Researchers believe that strep infections trigger an immune response that goes awry, causing anxiety, obsessive-compulsive behavior and physical or verbal “tic” symptoms.
A girl in Chesapeake, Va., for example, sneezed an estimated 12,000 times a day for months until she got proper treatment. A while later she developed an eye twitch.
Gradually, the number of doctors who have heard of PANDAS is increasing, but those with expertise in treating it are still so rare that lengthy searches for help like the Bossmans’ are typical, says Sara Davis Furr of Dunn, N.C.
Her 8-year-old son Gage was diagnosed with PANDAS after he came home from school one day giving vivid descriptions of snakes that only he could see and leaping awake at night to rip off his clothes.
The symptoms can wax and wane, sometimes apparently in association with a new case of strep or other infections. Once, in Karli’s case, Lyme disease triggered a fresh wave of symptoms.
The far-flung nature of doctors in the know about PANDAS means that even after families finally get the right diagnosis, they may have to travel several states away for help.
Furr says she was lucky, because antibiotics have kept Gage’s symptoms mostly under control. But she knows a family in Virginia that must travel regularly to doctors in Maryland and Connecticut.
Every few weeks, the Bossmans pack up all four of their kids and drive to Darien, Conn., so Karli can see Dr. Denis Bouboulis, an immunologist who is among the nation’s top experts in treating PANDAS.
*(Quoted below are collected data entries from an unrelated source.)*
use std::collections::HashSet;
use std::time::Duration;

use super::error::{MonitorError, Result};
use super::process::{CpuReading, CpuTimes, ProcessEntry};
use super::source::ProcessSource;

struct FakeProcess {
    pid: u32,
    name: String,
    start_time: u64,
    kernel: Duration,
    user: Duration,
}

/// Scripted process table with a manual clock.
pub struct FakeSource {
    processes: Vec<FakeProcess>,
    unreadable: HashSet<u32>,
    wall: Duration,
    cores: usize,
    enumeration_fails: bool,
}

impl FakeSource {
    pub fn new(cores: usize) -> Self {
        Self {
            processes: Vec::new(),
            unreadable: HashSet::new(),
            wall: Duration::ZERO,
            cores,
            enumeration_fails: false,
        }
    }

    pub fn spawn(&mut self, pid: u32, name: &str, start_time: u64) -> &mut Self {
        self.processes.push(FakeProcess {
            pid,
            name: name.to_string(),
            start_time,
            kernel: Duration::ZERO,
            user: Duration::ZERO,
        });
        self
    }

    pub fn kill(&mut self, pid: u32) -> &mut Self {
        self.processes.retain(|process| process.pid != pid);
        self
    }

    /// Charges `kernel_ms` + `user_ms` of CPU time to `pid`.
    pub fn burn(&mut self, pid: u32, kernel_ms: u64, user_ms: u64) -> &mut Self {
        if let Some(process) = self.processes.iter_mut().find(|process| process.pid == pid) {
            process.kernel += Duration::from_millis(kernel_ms);
            process.user += Duration::from_millis(user_ms);
        }
        self
    }

    pub fn advance(&mut self, ms: u64) -> &mut Self {
        self.wall += Duration::from_millis(ms);
        self
    }

    /// Makes opening `pid` fail, as for a protected or just-exited process.
    pub fn deny(&mut self, pid: u32) -> &mut Self {
        self.unreadable.insert(pid);
        self
    }

    pub fn set_enumeration_fails(&mut self, fails: bool) -> &mut Self {
        self.enumeration_fails = fails;
        self
    }
}

impl ProcessSource for FakeSource {
    fn enumerate(&mut self) -> Result<Vec<ProcessEntry>> {
        if self.enumeration_fails {
            return Err(MonitorError::EnumerationFailed("snapshot refused".to_string()));
        }
        Ok(self
            .processes
            .iter()
            .map(|process| ProcessEntry::new(process.pid, process.name.clone()))
            .collect())
    }

    fn read_times(&self, pid: u32) -> Result<CpuReading> {
        if self.unreadable.contains(&pid) {
            return Err(MonitorError::ProcessUnavailable { pid });
        }
        let process = self
            .processes
            .iter()
            .find(|process| process.pid == pid)
            .ok_or(MonitorError::ProcessUnavailable { pid })?;

        Ok(CpuReading {
            start_time: process.start_time,
            times: CpuTimes::new(process.kernel, process.user),
            wall: self.wall,
        })
    }

    fn logical_cores(&self) -> usize {
        self.cores
    }
}
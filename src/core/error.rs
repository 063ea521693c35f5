use thiserror::Error;

pub type Result<T> = std::result::Result<T, MonitorError>;

#[derive(Error, Debug, Clone, PartialEq)]
pub enum MonitorError {
    /// The process list could not be taken at all. Aborts one refresh cycle.
    #[error("process enumeration failed: {0}")]
    EnumerationFailed(String),

    /// The process exited or its counters are not readable.
    #[error("process {pid} is unavailable")]
    ProcessUnavailable { pid: u32 },

    #[error("invalid configuration: {0}")]
    InvalidConfig(String),
}
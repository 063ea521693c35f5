use std::fs::{self, OpenOptions};
use std::io;
use std::path::Path;

use env_logger::{Builder, Env, Target};

/// Sends log output to `path`, appending. The terminal belongs to the
/// overlay, so without a log file nothing is logged.
pub fn init_logging(path: Option<&Path>) -> io::Result<()> {
    let Some(path) = path else {
        return Ok(());
    };

    if let Some(dir) = path.parent().filter(|dir| !dir.as_os_str().is_empty()) {
        fs::create_dir_all(dir)?;
    }
    let file = OpenOptions::new().create(true).append(true).open(path)?;

    Builder::from_env(Env::default().default_filter_or("info"))
        .target(Target::Pipe(Box::new(file)))
        .try_init()
        .map_err(io::Error::other)
}
pub mod overlay;

pub use self::overlay::OverlayWidget;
Furr says her family and Gage’s school were supportive, but the Internet community is all the more important because many PANDAS parents she corresponds with say their broader families are skeptical.
“A lot of people think you just did a bad job raising your child,” she says.
PANDAS is almost certainly under-diagnosed, but it’s unclear how common it is.
Bouboulis, who is a member of the board of directors of the PANDAS Support Network, has said as many as 5 percent of all children could have it.
But Dr. John March, chief of child and adolescent psychiatry at Duke University Medical Center and an internationally recognized expert in obsessive-compulsive disorders among children, thinks it’s rare.
Of the more than 1,000 children with OCD he has worked with, March says only a handful have a sure diagnosis of PANDAS.
“I actually think PANDAS exists, I just don’t think it’s very common,” he says.
“Most pediatric tic disorders aren’t terribly common, but they’re not rare either, while strep infections are clearly quite common. And I think that leads to a lot of people putting two and two together in a specific case when in fact the link isn’t all that clear.”
Still, it’s important not to miss a proper diagnosis for PANDAS, March says, because it’s important to get the treatment right.
Karli is better, but she isn’t cured. Kelly Bossman, frustrated by how few parents and doctors know about PANDAS, has become a kind of evangelist for spreading information about it.
“What I really, really hope to do is I guess bring awareness to doctors here. I d like them to learn a little more about it,” she says.
“Also, I’ve met so many moms online, and seeing what Karli has been through, you just worry about how many kids out there are being given these antipsychotics or no treatment at all, and who really need antibiotics.”